Collected data
mod get_plan_item;

pub use get_plan_item::GetPlanItemUseCase;
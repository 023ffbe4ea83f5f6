//! Home screen driven against mocked repositories.

mod common;

use std::sync::atomic::{AtomicUsize, Ordering};
use std::sync::Arc;

use moim_app::feature::home::{self, HomeAction};
use moim_app::view::{Route, ToastMessage, UiEvent};
use moim_core::DataError;
use moim_events::{PlanChange, PlanChangeKind, ScreenId};
use moim_model::{MeetingPlanContainer, PlanItem};

use common::*;

fn home_mocks(fetches: Arc<AtomicUsize>) -> Mocks {
    let mut mocks = Mocks::new();
    mocks.plan.expect_get_current_plans().returning(move || {
        fetches.fetch_add(1, Ordering::SeqCst);
        Ok(MeetingPlanContainer {
            meetings: vec![meeting("m1"), meeting("m2")],
            plans: vec![plan("p1", "m1", FUTURE_TIME)],
        })
    });
    mocks
}

async fn wait_for_fetches(fetches: &AtomicUsize, at_least: usize) {
    tokio::time::timeout(WAIT, async {
        while fetches.load(Ordering::SeqCst) < at_least {
            tokio::task::yield_now().await;
        }
    })
    .await
    .expect("home should fetch again");
}

// ---------------------------------------------------------------------------
// Test: meetings and upcoming plans load together
// ---------------------------------------------------------------------------

#[tokio::test]
async fn loads_meetings_and_plans() {
    let container = home_mocks(Arc::default()).into_container();
    let screen = home::open(&container);

    let content = loaded(&screen).await;

    assert_eq!(content.meetings.len(), 2);
    assert_eq!(content.plans[0].post_id, "p1");
    assert!(content.plans[0].is_upcoming);
}

// ---------------------------------------------------------------------------
// Test: joining by invite code refreshes and opens the meeting
// ---------------------------------------------------------------------------

#[tokio::test]
async fn join_meeting_opens_the_joined_meeting() {
    let fetches = Arc::new(AtomicUsize::new(0));
    let mut mocks = home_mocks(Arc::clone(&fetches));
    mocks
        .meeting
        .expect_join_meeting()
        .withf(|code| code == "ABC123")
        .returning(|_| Ok(meeting("m9")));
    let container = mocks.into_container();

    let screen = home::open(&container);
    let mut events = screen.take_events().unwrap();
    loaded(&screen).await;

    screen
        .send(HomeAction::JoinMeeting("  ABC123 ".into()))
        .await;

    assert_eq!(
        drain(&mut events),
        vec![UiEvent::Navigate(Route::MeetingDetail {
            meeting_id: "m9".into()
        })]
    );
    wait_for_fetches(&fetches, 2).await;
}

// ---------------------------------------------------------------------------
// Test: a rejected invite code shows one toast
// ---------------------------------------------------------------------------

#[tokio::test]
async fn rejected_invite_code_shows_server_toast() {
    let mut mocks = home_mocks(Arc::default());
    mocks.meeting.expect_join_meeting().returning(|_| {
        Err(DataError::Server {
            status: 404,
            message: "unknown code".into(),
        })
    });
    let container = mocks.into_container();

    let screen = home::open(&container);
    let mut events = screen.take_events().unwrap();
    loaded(&screen).await;

    screen.send(HomeAction::JoinMeeting("NOPE".into())).await;

    assert_eq!(
        drain(&mut events),
        vec![UiEvent::ShowToast(ToastMessage::ServerError)]
    );
    assert!(!screen.is_in_flight());
}

// ---------------------------------------------------------------------------
// Test: participation changes elsewhere refetch the filtered list
// ---------------------------------------------------------------------------

#[tokio::test]
async fn participation_change_refetches_home() {
    let fetches = Arc::new(AtomicUsize::new(0));
    let container = home_mocks(Arc::clone(&fetches)).into_container();
    let screen = home::open(&container);
    loaded(&screen).await;

    container.plan_bus.publish(PlanChange::new(
        ScreenId::new(),
        PlanChangeKind::ParticipationChanged(PlanItem {
            post_id: "p7".into(),
            meeting_id: "m2".into(),
            is_participant: true,
            ..Default::default()
        }),
    ));

    wait_for_fetches(&fetches, 2).await;
}

// ---------------------------------------------------------------------------
// Test: a deleted plan disappears without a refetch
// ---------------------------------------------------------------------------

#[tokio::test]
async fn deleted_plan_is_removed_locally() {
    let fetches = Arc::new(AtomicUsize::new(0));
    let container = home_mocks(Arc::clone(&fetches)).into_container();
    let screen = home::open(&container);
    loaded(&screen).await;

    container.plan_bus.publish(PlanChange::new(
        ScreenId::new(),
        PlanChangeKind::Deleted {
            post_id: "p1".into(),
            meeting_id: "m1".into(),
        },
    ));

    let content = wait_content(&screen, |c| c.plans.is_empty()).await;
    assert_eq!(content.meetings.len(), 2);
    assert_eq!(fetches.load(Ordering::SeqCst), 1);
}
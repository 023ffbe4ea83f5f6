//! One repository per API resource: a trait for the state holders to depend
//! on and an implementation over the matching network service.

mod comment;
mod meeting;
mod participant;
mod plan;
mod review;
mod user;

pub use comment::{CommentRepository, CommentRepositoryImpl};
pub use meeting::{MeetingRepository, MeetingRepositoryImpl};
pub use participant::{ParticipantRepository, ParticipantRepositoryImpl};
pub use plan::{PlanRepository, PlanRepositoryImpl};
pub use review::{ReviewRepository, ReviewRepositoryImpl};
pub use user::{UserRepository, UserRepositoryImpl};

#[cfg(any(test, feature = "testing"))]
pub use comment::MockCommentRepository;
#[cfg(any(test, feature = "testing"))]
pub use meeting::MockMeetingRepository;
#[cfg(any(test, feature = "testing"))]
pub use participant::MockParticipantRepository;
#[cfg(any(test, feature = "testing"))]
pub use plan::MockPlanRepository;
#[cfg(any(test, feature = "testing"))]
pub use review::MockReviewRepository;
#[cfg(any(test, feature = "testing"))]
pub use user::MockUserRepository;
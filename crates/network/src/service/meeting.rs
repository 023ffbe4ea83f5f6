use moim_model::MeetingResponse;
use serde_json::json;

use crate::client::ApiClient;
use crate::error::NetworkError;

/// `meet/*` endpoints.
#[derive(Clone)]
pub struct MeetingApi {
    client: ApiClient,
}

impl MeetingApi {
    pub fn new(client: ApiClient) -> Self {
        Self { client }
    }

    pub async fn get_meetings(&self) -> Result<Vec<MeetingResponse>, NetworkError> {
        self.client.get(&["meet", "list"]).await
    }

    pub async fn get_meeting(&self, meeting_id: &str) -> Result<MeetingResponse, NetworkError> {
        self.client.get(&["meet", meeting_id]).await
    }

    /// Issues a fresh invite code for the meeting.
    pub async fn get_meeting_invite_code(&self, meeting_id: &str) -> Result<String, NetworkError> {
        self.client.post_text(&["meet", "invite", meeting_id]).await
    }

    pub async fn create_meeting(
        &self,
        name: &str,
        image_url: &str,
    ) -> Result<MeetingResponse, NetworkError> {
        let body = json!({ "meetName": name, "meetImage": image_url });
        self.client.post(&["meet", "create"], Some(&body)).await
    }

    pub async fn update_meeting(
        &self,
        meeting_id: &str,
        name: &str,
        image_url: &str,
    ) -> Result<MeetingResponse, NetworkError> {
        let body = json!({ "meetName": name, "meetImage": image_url });
        self.client
            .patch(&["meet", "update", meeting_id], &body)
            .await
    }

    pub async fn join_meeting(&self, code: &str) -> Result<MeetingResponse, NetworkError> {
        self.client.post(&["meet", "join", code], None).await
    }

    pub async fn delete_meeting(&self, meeting_id: &str) -> Result<(), NetworkError> {
        self.client.delete(&["meet", meeting_id]).await
    }
}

PROMPT → The answer must be every line of the data that contains the word "Route".

RESULT OF THE TASK →
use moim_app::view::{Route, ToastMessage, UiEvent};
        vec![UiEvent::Navigate(Route::MeetingDetail {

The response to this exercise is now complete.